Each type of fingerprint has its advantages and disadvantages. Cookies are solid proof, but you can easily clear them. Canvas hashes may differ after driver updates, and behavioral signals are noisy. So, relying solely on any of the mentioned types isn’t practical. That is why, after collecting data, platforms merge all those weak and strong signals into coherent links and create identity graphs – data structures representing relationships between signals. Like this, IP was seen with that cookie, or that canvas hash was noticed with that account (a bit similar to celebrity rumors). Those graphs grow into dense webs that help catch if sets of seemingly disparate sessions belong to the same user. Also, thanks to those webs, sudden changes and account behavior anomalies may indicate multiaccounting. 

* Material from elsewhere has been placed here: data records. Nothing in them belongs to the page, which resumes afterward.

// SPDX-License-Identifier: MPL-2.0
// This Source Code Form is subject to the terms of the Mozilla Public
// License, v. 2.0. If a copy of the MPL was not distributed with this
// file, You can obtain one at https://mozilla.org/MPL/2.0/.

//! Fan speed of the unit.
//!
//! The unit accepts eight symbolic speeds. Front-end adapters typically
//! present a continuous 0-100 "rotation speed" slider, so each symbolic speed
//! maps to a fixed percentage through a static lookup table, and
//! [`FanSpeed::from_percent`] converts a slider position back to the nearest
//! symbolic step.

use std::fmt;
use std::str::FromStr;

use crate::error::ValueError;

/// Symbolic fan speed steps and their fixed rotation-speed percentages.
const PERCENT_TABLE: [(FanSpeed, u8); 8] = [
    (FanSpeed::Auto, 0),
    (FanSpeed::Silent, 15),
    (FanSpeed::Low, 30),
    (FanSpeed::MediumLow, 45),
    (FanSpeed::Medium, 60),
    (FanSpeed::MediumHigh, 75),
    (FanSpeed::High, 90),
    (FanSpeed::Turbo, 100),
];

/// The fan speed of the unit.
///
/// # Examples
///
/// ```
/// use climsync::types::FanSpeed;
///
/// assert_eq!(FanSpeed::Medium.percent(), 60);
/// assert_eq!(FanSpeed::from_percent(60).unwrap(), FanSpeed::Medium);
///
/// // Slider positions snap to the nearest step
/// assert_eq!(FanSpeed::from_percent(33).unwrap(), FanSpeed::Low);
/// ```
#[derive(
    Debug, Clone, Copy, PartialEq, Eq, Hash, Default, serde::Serialize, serde::Deserialize,
)]
#[serde(rename_all = "snake_case")]
pub enum FanSpeed {
    /// The unit chooses the speed.
    #[default]
    Auto,
    /// Quietest setting.
    Silent,
    /// Low speed.
    Low,
    /// Between low and medium.
    MediumLow,
    /// Medium speed.
    Medium,
    /// Between medium and high.
    MediumHigh,
    /// High speed.
    High,
    /// Maximum airflow.
    Turbo,
}

impl FanSpeed {
    /// Maximum rotation-speed percentage.
    pub const MAX_PERCENT: u8 = 100;

    /// Returns the canonical string representation.
    #[must_use]
    pub const fn as_str(&self) -> &'static str {
        match self {
            Self::Auto => "auto",
            Self::Silent => "silent",
            Self::Low => "low",
            Self::MediumLow => "medium_low",
            Self::Medium => "medium",
            Self::MediumHigh => "medium_high",
            Self::High => "high",
            Self::Turbo => "turbo",
        }
    }

    /// Returns the fixed rotation-speed percentage for this step.
    #[must_use]
    pub fn percent(&self) -> u8 {
        PERCENT_TABLE
            .iter()
            .find(|(speed, _)| speed == self)
            .map_or(0, |(_, percent)| *percent)
    }

    /// Converts a rotation-speed percentage to the nearest symbolic step.
    ///
    /// `0` maps to [`FanSpeed::Auto`]; any other value snaps to the nearest
    /// non-auto step, with ties resolved toward the faster step.
    ///
    /// # Errors
    ///
    /// Returns `ValueError::OutOfRange` if `percent` is greater than 100.
    pub fn from_percent(percent: u8) -> Result<Self, ValueError> {
        if percent > Self::MAX_PERCENT {
            return Err(ValueError::OutOfRange {
                min: 0,
                max: u16::from(Self::MAX_PERCENT),
                actual: u16::from(percent),
            });
        }
        if percent == 0 {
            return Ok(Self::Auto);
        }

        let mut best = Self::Silent;
        let mut best_distance = u8::MAX;
        for (speed, step) in PERCENT_TABLE.iter().skip(1) {
            let distance = step.abs_diff(percent);
            // <= keeps the later (faster) step on a tie
            if distance <= best_distance {
                best = *speed;
                best_distance = distance;
            }
        }
        Ok(best)
    }
}

impl fmt::Display for FanSpeed {
    fn fmt(&self, f: &mut fmt::Formatter<'_>) -> fmt::Result {
        write!(f, "{}", self.as_str())
    }
}

impl FromStr for FanSpeed {
    type Err = ValueError;

    fn from_str(s: &str) -> Result<Self, Self::Err> {
        match s.trim().to_ascii_lowercase().as_str() {
            "auto" | "0" => Ok(Self::Auto),
            "silent" | "quiet" | "1" => Ok(Self::Silent),
            "low" | "2" => Ok(Self::Low),
            "medium_low" | "mediumlow" | "medlow" | "3" => Ok(Self::MediumLow),
            "medium" | "mid" | "4" => Ok(Self::Medium),
            "medium_high" | "mediumhigh" | "medhigh" | "5" => Ok(Self::MediumHigh),
            "high" | "6" => Ok(Self::High),
            "turbo" | "max" | "7" => Ok(Self::Turbo),
            _ => Err(ValueError::InvalidFanSpeed(s.to_string())),
        }
    }
}
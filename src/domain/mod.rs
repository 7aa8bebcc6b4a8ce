//! Tools and resources served over the MCP protocol
//!
//! Provides the registries the dispatcher resolves names against, and the built-in handlers.

pub mod news;
pub mod resources;
pub mod tools;
pub mod utils;
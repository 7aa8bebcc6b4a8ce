use std::time::Duration;

use async_trait::async_trait;
use tracing::info;

use crate::errors::HandlerError;

pub const FETCH_TIMEOUT: Duration = Duration::from_secs(10);
const USER_AGENT: &str = "Mozilla/5.0 (Windows NT 10.0; Win64; x64) AppleWebKit/537.36 \
                          (KHTML, like Gecko) Chrome/91.0.4472.124 Safari/537.36";

#[derive(Debug, Clone, PartialEq, Eq)]
pub struct NewsPage {
    pub status: u16,
    pub body: String,
}

impl NewsPage {
    /// Anything below 400 counts, so redirect pages are still digested.
    pub fn is_success(&self) -> bool {
        self.status < 400
    }
}

#[async_trait]
pub trait NewsSource: Send + Sync {
    async fn fetch_category(&self, category: &str) -> Result<NewsPage, HandlerError>;
}

#[derive(Debug, Clone)]
pub struct HttpNewsClient {
    client: reqwest::Client,
    base_url: String,
}

impl HttpNewsClient {
    pub fn new(base_url: impl Into<String>) -> Result<Self, reqwest::Error> {
        let client = reqwest::Client::builder()
            .timeout(FETCH_TIMEOUT)
            .user_agent(USER_AGENT)
            .build()?;

        Ok(Self {
            client,
            base_url: base_url.into(),
        })
    }

    pub fn category_url(&self, category: &str) -> String {
        match category {
            "latest" => format!("{}/", self.base_url),
            other => format!("{}/tag/{other}/", self.base_url),
        }
    }
}

#[async_trait]
impl NewsSource for HttpNewsClient {
    async fn fetch_category(&self, category: &str) -> Result<NewsPage, HandlerError> {
        let url = self.category_url(category);
        info!(category, url = %url, "fetching news page");

        let response = self.client.get(&url).send().await.map_err(classify)?;
        let status = response.status().as_u16();
        let body = response.text().await.map_err(classify)?;

        Ok(NewsPage { status, body })
    }
}

fn classify(err: reqwest::Error) -> HandlerError {
    if err.is_timeout() {
        HandlerError::Timeout("TechCrunch news".to_string())
    } else {
        HandlerError::Upstream(err)
    }
}

#[cfg(test)]
mod tests {
    use super::*;

    #[test]
    fn latest_maps_to_site_root() {
        let client = HttpNewsClient::new("https://techcrunch.com").expect("client builds");
        assert_eq!(client.category_url("latest"), "https://techcrunch.com/");
        assert_eq!(client.category_url("ai"), "https://techcrunch.com/tag/ai/");
    }

    #[test]
    fn statuses_below_400_count_as_success() {
        let page = |status| NewsPage {
            status,
            body: String::new(),
        };
        assert!(page(200).is_success());
        assert!(page(301).is_success());
        assert!(page(399).is_success());
        assert!(!page(404).is_success());
        assert!(!page(503).is_success());
    }
}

That is why it is crucial to be aware of all the ways you may be tracked down and combine numerous tools to avoid detection. Even if you use the best anti-detect browser and ignore proxies or automation tools, it will be a problem, as many signals will still point to you managing all those numerous accounts. That’s not a fire that gives you away, but smoke. 

Key takeaways 

  • Your online activities leave dozens of small traces that platforms collect and merge. It helps suspect multi-accounting.
  • The process is called fingerprinting. There is browser fingerprinting—collecting data that your browser reveals to a webpage—and device fingerprinting—a similar concept that involves collecting device-linked information.
  • Cookies and fingerprints are not entirely the same. While cookies are more solid evidence, you can reject or clear them. Fingerprints may not be that explicit, but platforms mostly collect fingerprints without directly asking for your consent. Websites usually combine both types of data. 
  • Webpages collect several data types, such as canvas hashes, behavioral patterns, and TLS parameters. Generally, software-level signals like browser storage data are easier to hide, spoof, or alter than hardware-level signals like WebGL rendering. Still, special tools like anti-detect browsers, VPNs, and proxies help. 
  • It is important to know that platforms track and consider multiple signals, so you must cover all of them if you want to manage several accounts successfully. For that, you will likely need to combine several reliable tools that serve different purposes. Together, they will protect your privacy well. 

Jennifer R.

Content Editor

Content Manager at DataImpulse. Jennifer's degree in philology and translation and several years of experience in content writing help her create easy-to-understand copies, even on tangled tech topics. While writing every text, her goal is to provide an in-depth look at the given topic and give answers to all possible questions. Subscribe to our newsletter and always be updated on the best technologies for your business.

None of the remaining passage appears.